By the way, I had the same reaction to TypeScript. The internals of
Immutable.js were originally implemented in TypeScript, but being forced to
work with a subset of JavaScript with an imperfect type system was limiting
and I eventually ended up with the codebase you see today of a .d.ts to
describe public API type information and a vanilla JS implementation.
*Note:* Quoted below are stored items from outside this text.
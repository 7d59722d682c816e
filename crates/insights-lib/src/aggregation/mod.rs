//! Parsing and aggregation over Kubernetes API responses
//!
//! This module turns decoded NodeList, NodeMetricsList, and PodList
//! payloads into the numbers charts consume: per-node utilization
//! percentages, node readiness counts, pod phase counts, and per-container
//! resource figures.
//!
//! Failure policy is two-tier. Quantity decoding fails fast; the
//! [`ClusterAggregator::parse_cpu`] / [`ClusterAggregator::parse_memory`]
//! wrappers are the single place those failures are converted into a
//! telemetry event plus a `0.0` data point, so one malformed quantity
//! degrades one value instead of aborting a chart. Structural problems —
//! a metrics response matching none of the listed nodes — stay hard errors,
//! because the whole response is unusable.

mod nodes;
mod pods;
mod stats;


pub use nodes::NodeCounts;
pub use stats::{aggregate, aggregate_avg, aggregate_max, aggregate_min, aggregate_percentile};

use crate::models::ResourceKind;
use crate::observability::{Severity, Telemetry};
use crate::quantity::parse_quantity;
use std::sync::Arc;
use thiserror::Error;

/// Structural aggregation failures. These indicate an unusable response,
/// not a single bad field, and are never silently converted to zeros.
#[derive(Debug, Clone, PartialEq, Eq, Error)]
pub enum AggregationError {
    #[error("no metrics matched any node in the node list")]
    NoMatchingNodeMetrics,
}

/// Aggregates Kubernetes API responses into chart-ready numbers.
///
/// Stateless apart from the injected telemetry sink; safe to share and to
/// call concurrently.
pub struct ClusterAggregator {
    telemetry: Arc<dyn Telemetry>,
}

impl ClusterAggregator {
    pub fn new(telemetry: Arc<dyn Telemetry>) -> Self {
        Self { telemetry }
    }

    /// Decode a CPU quantity, degrading to zero on failure.
    pub fn parse_cpu(&self, raw: &str) -> f64 {
        self.parse_or_zero(raw, "cpu")
    }

    /// Decode a memory quantity, degrading to zero on failure.
    pub fn parse_memory(&self, raw: &str) -> f64 {
        self.parse_or_zero(raw, "memory")
    }

    pub(crate) fn parse_resource(&self, raw: &str, kind: ResourceKind) -> f64 {
        match kind {
            ResourceKind::Cpu => self.parse_cpu(raw),
            ResourceKind::Memory => self.parse_memory(raw),
        }
    }

    fn parse_or_zero(&self, raw: &str, kind: &str) -> f64 {
        match parse_quantity(raw) {
            Ok(value) => value,
            Err(err) => {
                self.telemetry.log_exception(
                    &format!("failed to decode {} quantity {:?}: {}", kind, raw, err),
                    "ClusterAggregator",
                    Severity::Warning,
                );
                0.0
            }
        }
    }
}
Good feedback about the story of how it works with TypeScript is a little
over-sold right now. The reality is that it doesn't not work with TypeScript
and one step better, the API source of truth is defined in TypeScript (and
soon human readable html, I promise!)

Facebook's Flow typechecker is nearing a level of completion where we can open
source it, and has a similar mechanism of .d.flow files. At that point I'll
start maintaining both Flow and TypeScript definition files. Flow is currently
more expressive than TypeScript but still doesn't solve all the problems
you've outlined.

Both projects are really new, and one of Immutable.js's goals is to challenge
the limits of the JS infrastructure we build with, including but not limited
to the type-checkers.

------
ebabchick
Random observation -- what's up with almost 20 of the 24 'contributors' to
this project mostly having made 1 edit changes to the README? Is this some
kind of pervasive Github resume padding scheme that I'm just now picking up
on? (it will show the repo in the "Repositories contributed to" section of
your profile even for just those 1-line README edits)

[https://github.com/facebook/immutable-
js/graphs/contributors](https://github.com/facebook/immutable-
js/graphs/contributors)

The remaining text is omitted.